Ciang Bun mengangguk-angguk dan kini dia bercerita dengan suara yang wajar dan bebas.

“Aku merantau tanpa tujuan dan aku membatalkan niatku menyusul ke Bhutan. Dalam perantauan itu aku mendengar berita angin bahwa para pendekar akan mengadakan pertemuan di Hutan Cemara ini, maka aku pun segera pergi ke sini.”

“Tahukah engkau, toako, apa yang akan dilakukan atau dibicarakan para pendekar dalam pertemuan di Hutan Cemara ini?”

Ciang Bun menggeleng kepala dan memandang wajah adiknya dengan alis berkerut. “Aku tidak tahu, hanya mendengar bahwa para pendekar akan mengadakan pemilihan seorang bengcu (pemimpin rakyat).”

“Para pendekar mengadakan pertemuan di sini untuk membicarakan urusan tanah air yang dijajah Bangsa Mancu, toako.
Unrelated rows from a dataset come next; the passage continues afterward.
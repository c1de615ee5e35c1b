//! Transcription function request types.

use serde::{Deserialize, Serialize};

/// Name of the text field in the function's response body.
pub const TRANSCRIPTION_FIELD: &str = "transcription";

/// Body sent to the transcription function.
#[derive(Debug, Clone, Serialize, Deserialize)]
#[serde(rename_all = "camelCase")]
pub struct TranscriptionRequest {
    /// Store path of the media to transcribe
    pub storage_path: String,
}
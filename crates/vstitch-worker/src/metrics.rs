//! Worker metrics.

use std::net::SocketAddr;

use metrics::{counter, gauge, histogram};
use metrics_exporter_prometheus::PrometheusBuilder;

use crate::error::{WorkerError, WorkerResult};

/// Metric name constants for consistency.
pub mod names {
    pub const JOBS_CLAIMED_TOTAL: &str = "vstitch_jobs_claimed_total";
    pub const JOBS_COMPLETED_TOTAL: &str = "vstitch_jobs_completed_total";
    pub const JOBS_FAILED_TOTAL: &str = "vstitch_jobs_failed_total";
    pub const JOBS_REQUEUED_TOTAL: &str = "vstitch_jobs_requeued_total";
    pub const JOBS_IN_FLIGHT: &str = "vstitch_jobs_in_flight";
    pub const JOB_DURATION_SECONDS: &str = "vstitch_job_duration_seconds";
}

/// Install the Prometheus recorder and serve `/metrics` on `addr`.
pub fn install_exporter(addr: SocketAddr) -> WorkerResult<()> {
    PrometheusBuilder::new()
        .with_http_listener(addr)
        .install()
        .map_err(|e| WorkerError::config_error(format!("metrics exporter: {}", e)))
}

pub fn record_claimed() {
    counter!(names::JOBS_CLAIMED_TOTAL).increment(1);
}

pub fn record_completed(kind: &str, duration_secs: f64) {
    counter!(names::JOBS_COMPLETED_TOTAL, "kind" => kind.to_string()).increment(1);
    histogram!(names::JOB_DURATION_SECONDS, "kind" => kind.to_string()).record(duration_secs);
}

pub fn record_failed(kind: &str, duration_secs: f64) {
    counter!(names::JOBS_FAILED_TOTAL, "kind" => kind.to_string()).increment(1);
    histogram!(names::JOB_DURATION_SECONDS, "kind" => kind.to_string()).record(duration_secs);
}

pub fn record_requeued(count: u64) {
    counter!(names::JOBS_REQUEUED_TOTAL).increment(count);
}

pub fn set_in_flight(count: usize) {
    gauge!(names::JOBS_IN_FLIGHT).set(count as f64);
}
//! Error types for media operations.

use std::path::PathBuf;
use thiserror::Error;

/// Result type for media operations.
pub type MediaResult<T> = Result<T, MediaError>;

/// Errors that can occur during media processing.
#[derive(Debug, Error)]
pub enum MediaError {
    #[error("FFmpeg not found: {0}")]
    FfmpegNotFound(String),

    #[error("{message}")]
    FfmpegFailed {
        message: String,
        stderr: Option<String>,
        exit_code: Option<i32>,
    },

    #[error("No input files to concatenate")]
    NoInputs,

    #[error("File not found: {0}")]
    FileNotFound(PathBuf),

    #[error("IO error: {0}")]
    Io(#[from] std::io::Error),
}

impl MediaError {
    /// Create an FFmpeg failure error.
    ///
    /// The message carries stderr verbatim when ffmpeg wrote any, falling
    /// back to `fallback` (usually the exit status).
    pub fn ffmpeg_failed(
        fallback: impl Into<String>,
        stderr: Option<String>,
        exit_code: Option<i32>,
    ) -> Self {
        let detail = match stderr.as_deref().map(str::trim) {
            Some(s) if !s.is_empty() => s.to_string(),
            _ => fallback.into(),
        };
        Self::FfmpegFailed {
            message: format!("ffmpeg execution failed: {}", detail),
            stderr,
            exit_code,
        }
    }
}

#[cfg(test)]
mod tests {
    use super::*;

    #[test]
    fn test_ffmpeg_failed_prefers_stderr() {
        let err = MediaError::ffmpeg_failed(
            "exit status: 1",
            Some("filelist.txt: Invalid data found when processing input\n".into()),
            Some(1),
        );
        assert_eq!(
            err.to_string(),
            "ffmpeg execution failed: filelist.txt: Invalid data found when processing input"
        );
    }

    #[test]
    fn test_ffmpeg_failed_falls_back_to_status() {
        let err = MediaError::ffmpeg_failed("exit status: 234", Some("  ".into()), Some(234));
        assert_eq!(err.to_string(), "ffmpeg execution failed: exit status: 234");
    }
}
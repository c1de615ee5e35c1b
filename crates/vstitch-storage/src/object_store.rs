//! Bucket abstraction consumed by the gateway.

use async_trait::async_trait;
use thiserror::Error;

/// Failure reported by an object store backend.
///
/// `message` holds the full error chain as text so that transient-error
/// signatures buried in a cause are still visible.
#[derive(Debug, Clone, PartialEq, Eq, Error)]
#[error("{message}")]
pub struct BackendError {
    pub message: String,
    pub code: Option<String>,
}

impl BackendError {
    pub fn new(message: impl Into<String>) -> Self {
        Self {
            message: message.into(),
            code: None,
        }
    }

    pub fn with_code(message: impl Into<String>, code: impl Into<String>) -> Self {
        Self {
            message: message.into(),
            code: Some(code.into()),
        }
    }

    /// Whether the failure matches the connection-reset signature the store
    /// is known to produce intermittently on large payloads.
    pub fn is_connection_reset(&self) -> bool {
        if self.code.as_deref() == Some("ECONNRESET") {
            return true;
        }
        let msg = self.message.to_lowercase();
        msg.contains("econnreset") || msg.contains("connection reset")
    }
}

/// A single bucket of objects addressed by path.
#[async_trait]
pub trait ObjectStore: Send + Sync {
    /// Fetch an object. `Ok(None)` means the store answered without data.
    async fn get_object(&self, path: &str) -> Result<Option<Vec<u8>>, BackendError>;

    /// Write an object. With `upsert` an existing object is overwritten.
    async fn put_object(
        &self,
        path: &str,
        data: Vec<u8>,
        content_type: &str,
        upsert: bool,
    ) -> Result<(), BackendError>;

    /// Delete objects, returning how many were removed.
    async fn delete_objects(&self, paths: &[String]) -> Result<u32, BackendError>;
}

#[cfg(test)]
mod tests {
    use super::*;

    #[test]
    fn test_connection_reset_signatures() {
        assert!(BackendError::new("request failed: ECONNRESET").is_connection_reset());
        assert!(BackendError::new("io error: Connection reset by peer (os error 104)")
            .is_connection_reset());
        assert!(BackendError::with_code("socket hang up", "ECONNRESET").is_connection_reset());
    }

    #[test]
    fn test_other_errors_are_not_transient() {
        assert!(!BackendError::new("AccessDenied: bucket policy").is_connection_reset());
        assert!(!BackendError::with_code("timeout", "ETIMEDOUT").is_connection_reset());
    }
}
//! The job store contract.

use async_trait::async_trait;
use vstitch_models::{JobId, JobOutput, JobRecord, JobStatus, NewJob};

use crate::error::StoreResult;

/// A status write requested by the pipeline.
///
/// Each variant carries exactly the fields that accompany its target status,
/// so a completion always records its output and a failure its error text.
#[derive(Debug, Clone, PartialEq, Eq)]
pub enum StatusUpdate {
    Processing,
    Completed { output: String },
    Failed { error: String },
}

impl StatusUpdate {
    pub fn completed(output: JobOutput) -> Self {
        Self::Completed {
            output: output.into_descriptor(),
        }
    }

    pub fn failed(error: impl Into<String>) -> Self {
        Self::Failed {
            error: error.into(),
        }
    }

    /// Status the job ends up in.
    pub fn target(&self) -> JobStatus {
        match self {
            StatusUpdate::Processing => JobStatus::Processing,
            StatusUpdate::Completed { .. } => JobStatus::Completed,
            StatusUpdate::Failed { .. } => JobStatus::Failed,
        }
    }

    /// Status the job must currently be in for the write to apply.
    pub fn expected_current(&self) -> JobStatus {
        match self {
            StatusUpdate::Processing => JobStatus::Queued,
            StatusUpdate::Completed { .. } | StatusUpdate::Failed { .. } => JobStatus::Processing,
        }
    }
}

/// Persisted job records.
///
/// Every status write is conditional on the current status, so two writers
/// can never both move the same job out of a given state.
#[async_trait]
pub trait JobStore: Send + Sync {
    /// Atomically pick the oldest QUEUED job, mark it PROCESSING and return it.
    ///
    /// Returns `None` when nothing is queued. Concurrent callers never receive
    /// the same job. Each claim increments the job's attempt counter.
    async fn claim_next(&self) -> StoreResult<Option<JobRecord>>;

    /// Apply a status transition, failing if the job is not in the expected
    /// prior state.
    async fn set_status(&self, id: &JobId, update: StatusUpdate) -> StoreResult<JobRecord>;

    /// Move every PROCESSING job back to QUEUED. Returns the number moved.
    async fn requeue_all_processing(&self) -> StoreResult<u64>;

    /// Persist a new QUEUED job.
    async fn insert(&self, job: NewJob) -> StoreResult<JobRecord>;

    async fn get(&self, id: &JobId) -> StoreResult<Option<JobRecord>>;

    /// Jobs owned by `owner_id`, newest first.
    async fn list_for_owner(&self, owner_id: &str) -> StoreResult<Vec<JobRecord>>;

    /// Replace the text output of a COMPLETED TRANSCRIBE job.
    async fn update_output_text(&self, id: &JobId, text: &str) -> StoreResult<JobRecord>;

    /// Delete a job that is not PROCESSING. Returns the deleted record.
    async fn delete(&self, id: &JobId) -> StoreResult<JobRecord>;
}

#[cfg(test)]
mod tests {
    use super::*;

    #[test]
    fn test_update_targets() {
        assert_eq!(StatusUpdate::Processing.target(), JobStatus::Processing);
        assert_eq!(
            StatusUpdate::completed(JobOutput::Text("hi".into())),
            StatusUpdate::Completed {
                output: "hi".into()
            }
        );
        assert_eq!(StatusUpdate::failed("boom").target(), JobStatus::Failed);
    }

    #[test]
    fn test_expected_current_is_a_legal_edge() {
        for update in [
            StatusUpdate::Processing,
            StatusUpdate::failed("x"),
            StatusUpdate::Completed { output: "y".into() },
        ] {
            assert!(update.expected_current().can_transition_to(update.target()));
        }
    }
}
Membicarakan tentang rencana perjuangan untuk memberontak dan membebaskan negara dan bangsa dari penjajah Mancu dan untuk itu agaknya memang akan diadakan pemilihan seorang bengcu yang akan memimpin gerakan itu.”

Sepasang mata Ciang Bun terbelalak. “Pemberontakan....? Para pendekar hendak melakukan pemberontakan....?”

“Kenapa kau terkejut, toako?” tanya Ceng Liong, teringat akan kekagetan hatinya sendiri ketika untuk pertama kalinya dia mendengar dari pendekar Sim Hong Bu. Dia ingin tahu akan isi hati dan perasaan kakak misannya ini mengenai pemberontakan menentang pemerintah Mancu ini.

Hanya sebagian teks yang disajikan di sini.